I want to talk more generally about the way we handle, discuss and treat people who come forward with allegations, and the reasons they might choose not to do so.

"Why didn't they come forward sooner?" is a question on the minds, lips and screens of many whenever any allegation of abuse is mentioned.

Our society is hyper-critical of survivors: their choices to report and in what way, their decision to stay silent, or even to speak to the press.

According to Rape Crisis Scotland, in 2020/21, 2298 rapes were reported in Scotland. Of those cases, 78 resulted in a conviction. Not 78 percent, but 78 in total, which is 3.4%.

Expecting or demanding that survivors run the gauntlet of the court system, to risk re-traumatisation, for such a slim chance at justice is not only unrealistic, but cruel.

Most survivors know that they will never see justice for crimes committed against them. They know this because they look at the stories of their peers, friends, family and they see those stories extrapolated in the statistics.

As allegations and accusations make their way from the news to social media, there have been calls from some for "false accusations" (which they would consider cases resulting in a not guilty or not proven verdict to be), to come with a penalty as severe as a rape charge.

If this kind of punitive system were put in place, in which survivors who were unable to have their cases proven by police and the prosecution were subject to criminal charges purely on that basis, I have no doubt the number of rape reports would decrease dramatically. Not because survivors are lying, but because as the statistics sadly show, there is very little chance a conviction for rape can be assured, making the majority of survivors liable.

When it comes to reporting a crime, often the first step involves telling people in your life, but how do you tell someone about abuse, sexual assault, these kinds of acts that are not only criminal, but inhuman?
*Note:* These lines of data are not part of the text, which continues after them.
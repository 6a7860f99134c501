use colored::{Color, Colorize};
use mortgage_calc_core::display::{format_usd, interest_headline};
use mortgage_calc_core::MortgageSummary;
use serde_json::{Map, Value};
use tabled::{builder::Builder, Table};

use super::{as_decimal, format_scalar, SUMMARY_FIELDS};
use crate::preferences::Theme;

/// Colours for one theme.
struct Palette {
    heading: Color,
    accent: Color,
    warning: Color,
    error: Color,
}

impl Palette {
    fn for_theme(theme: Theme) -> Self {
        match theme {
            Theme::Light => Palette {
                heading: Color::Black,
                accent: Color::Blue,
                warning: Color::Yellow,
                error: Color::Red,
            },
            Theme::Dark => Palette {
                heading: Color::BrightWhite,
                accent: Color::BrightCyan,
                warning: Color::BrightYellow,
                error: Color::BrightRed,
            },
        }
    }
}

/// Format output as a table using the tabled crate.
pub fn print_table(value: &Value, theme: Theme) {
    let palette = Palette::for_theme(theme);
    match value {
        Value::Object(map) => {
            if let Some(Value::Object(result)) = map.get("result") {
                print_summary(result, map, &palette);
            } else if let Some(Value::Object(errors)) = map.get("errors") {
                print_validation(errors, &palette);
            } else {
                println!("{}", flat_table(map));
            }
        }
        _ => println!("{}", format_scalar(value)),
    }
}

fn print_summary(result: &Map<String, Value>, envelope: &Map<String, Value>, palette: &Palette) {
    println!("{}", "Your Mortgage Summary".color(palette.heading).bold());
    println!("{}", summary_table(result));

    if let Some(summary) = parse_summary(result) {
        let term = envelope
            .get("assumptions")
            .and_then(|a| a.get("loan_term_years"))
            .and_then(as_decimal);
        println!("\n{}", interest_headline(&summary, term).color(palette.accent));
    }

    if let Some(Value::Array(warnings)) = envelope.get("warnings") {
        if !warnings.is_empty() {
            println!("\n{}", "Warnings:".color(palette.warning).bold());
            for w in warnings {
                if let Value::String(s) = w {
                    println!("  - {}", s.color(palette.warning));
                }
            }
        }
    }

    if let Some(Value::String(meth)) = envelope.get("methodology") {
        println!("\nMethodology: {}", meth);
    }
}

fn summary_table(result: &Map<String, Value>) -> Table {
    let mut builder = Builder::default();
    builder.push_record(["Field", "Value"]);
    for (key, label) in SUMMARY_FIELDS {
        if let Some(val) = result.get(key) {
            let shown = as_decimal(val)
                .map(format_usd)
                .unwrap_or_else(|| format_scalar(val));
            builder.push_record([label.to_string(), shown]);
        }
    }
    builder.build()
}

fn parse_summary(result: &Map<String, Value>) -> Option<MortgageSummary> {
    serde_json::from_value(Value::Object(result.clone())).ok()
}

fn print_validation(errors: &Map<String, Value>, palette: &Palette) {
    if errors.is_empty() {
        println!("{}", "All inputs are valid".color(palette.accent).bold());
        return;
    }
    let mut builder = Builder::default();
    builder.push_record(["Field", "Error"]);
    for (field, msg) in errors {
        builder.push_record([field.clone(), format_scalar(msg)]);
    }
    println!("{}", "Please correct the following:".color(palette.error).bold());
    println!("{}", builder.build());
}

fn flat_table(map: &Map<String, Value>) -> Table {
    let mut builder = Builder::default();
    builder.push_record(["Field", "Value"]);
    for (key, val) in map {
        builder.push_record([key.clone(), format_scalar(val)]);
    }
    builder.build()
}
use clap::Args;
use serde_json::Value;

use mortgage_calc_core::calculator;
use mortgage_calc_core::input::RawLoanInputs;
use mortgage_calc_core::validation;

use crate::input;

/// Loan parameters, as typed into the calculator form.
#[derive(Args)]
#[command(allow_hyphen_values = true)]
pub struct LoanArgs {
    /// Loan amount before the down payment (e.g. 300000)
    #[arg(long)]
    pub loan_amount: Option<String>,

    /// Down payment (e.g. 60000); omit for none
    #[arg(long)]
    pub down_payment: Option<String>,

    /// Annual interest rate in percent (e.g. 6.5 for 6.5%)
    #[arg(long, alias = "rate")]
    pub interest_rate: Option<String>,

    /// Loan term in years (e.g. 30)
    #[arg(long, alias = "term")]
    pub loan_term: Option<String>,

    /// Path to JSON input file (overrides individual flags)
    #[arg(long)]
    pub input: Option<String>,
}

impl LoanArgs {
    fn has_flags(&self) -> bool {
        self.loan_amount.is_some()
            || self.down_payment.is_some()
            || self.interest_rate.is_some()
            || self.loan_term.is_some()
    }

    fn to_raw(&self) -> RawLoanInputs {
        RawLoanInputs::from_text(
            self.loan_amount.as_deref(),
            self.down_payment.as_deref(),
            self.interest_rate.as_deref(),
            self.loan_term.as_deref(),
        )
    }
}

/// Input file, then flags, then piped stdin. With none of them every field
/// is missing and validation reports what is needed.
fn resolve_inputs(args: &LoanArgs) -> Result<RawLoanInputs, Box<dyn std::error::Error>> {
    if let Some(ref path) = args.input {
        return input::file::read_json(path);
    }
    if args.has_flags() {
        return Ok(args.to_raw());
    }
    if let Some(raw) = input::stdin::read_stdin()? {
        return Ok(raw);
    }
    Ok(args.to_raw())
}

pub fn run_calculate(args: LoanArgs) -> Result<Value, Box<dyn std::error::Error>> {
    let raw = resolve_inputs(&args)?;
    let result = calculator::analyze_mortgage(&raw)?;
    Ok(serde_json::to_value(result)?)
}

pub fn run_validate(args: LoanArgs) -> Result<Value, Box<dyn std::error::Error>> {
    let raw = resolve_inputs(&args)?;
    let result = validation::validate(&raw);
    Ok(serde_json::to_value(result)?)
}

#[cfg(test)]
mod tests {
    use super::*;
    use mortgage_calc_core::MortgageError;
    use pretty_assertions::assert_eq;

    fn args(amount: &str, down: Option<&str>, rate: &str, term: &str) -> LoanArgs {
        LoanArgs {
            loan_amount: Some(amount.to_string()),
            down_payment: down.map(str::to_string),
            interest_rate: Some(rate.to_string()),
            loan_term: Some(term.to_string()),
            input: None,
        }
    }

    #[test]
    fn test_calculate_from_flags() {
        let value = run_calculate(args("300000", Some("60000"), "6.5", "30")).unwrap();
        assert_eq!(value["result"]["principal"], "240000.00");
        assert_eq!(value["result"]["monthlyPayment"], "1516.96");
    }

    #[test]
    fn test_calculate_rejects_invalid_flags() {
        let err = run_calculate(args("0", Some("10"), "150", "30")).unwrap_err();
        match err.downcast_ref::<MortgageError>() {
            Some(MortgageError::ValidationFailed(result)) => assert_eq!(result.errors.len(), 3),
            other => panic!("expected validation failure, got {other:?}"),
        }
    }

    #[test]
    fn test_validate_reports_fields() {
        let value = run_validate(args("100000", Some(""), "5", "abc")).unwrap();
        assert_eq!(value["isValid"], false);
        assert_eq!(value["errors"]["downPayment"], "Down payment cannot be negative");
        assert_eq!(value["errors"]["loanTerm"], "Loan term must be a valid number");
    }
}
How do you speak about the unspeakable?

Considering that Rape Crisis estimates that in 2021/2022 out of 15,049 sexual crimes, at least 37% of them were perpetrated against someone under the age of 18, survivors may not feel comfortable sharing their experiences with family for fear of repercussions.

One of the most common responses I see in public discussions of sexual assault or abuse allegations, particularly from parents, is to say something along the lines of "if someone did that to my child I'd kill them, I'd hurt them, I'd make them suffer ''.

I don't think many stop to consider that although this is a natural, completely understandable response, that it can have the opposite effect and put additional barriers in place that might preclude friends and family from being safe people to tell about these kinds of experiences.

Saying you're going to kill/maim/hurt someone's abuser might give you a sense of control and agency in the situation, but consider the impact hearing this will have on someone. The best support is sometimes quiet and gentle: not a closed fist, but an open shoulder.

It's also important to consider that a survivor may not want the responsibility of violence in their name, compounding feelings of misplaced guilt and shame which are typical after surviving a crime, they may still be in contact with the person, or people known to them, and worry they will react badly to finding out the survivor has told someone else.

Rape Crisis reports that in the case of of female survivors that six in every seven rapes are carried out by people known to the survivor, and half of all rapes are perpetrated by a partner or spouse.

Even in cases where the attacker is not known to those being told, fear of negative reactions or repercussions, such as being forced to report it to police, can make the process of communication even more difficult.

Many of these crimes represent a loss of control for the survivor, and if they believe that telling you will result in the situation escalating, or being taken further out of their hands, they may choose to shoulder the burden alone.

If they think you will be angry with them, or blame them, they may not feel comfortable sharing, and if they believe you will harm the perpetrator, it may seem counterintuitive but they often will choose not to divulge their experience at all.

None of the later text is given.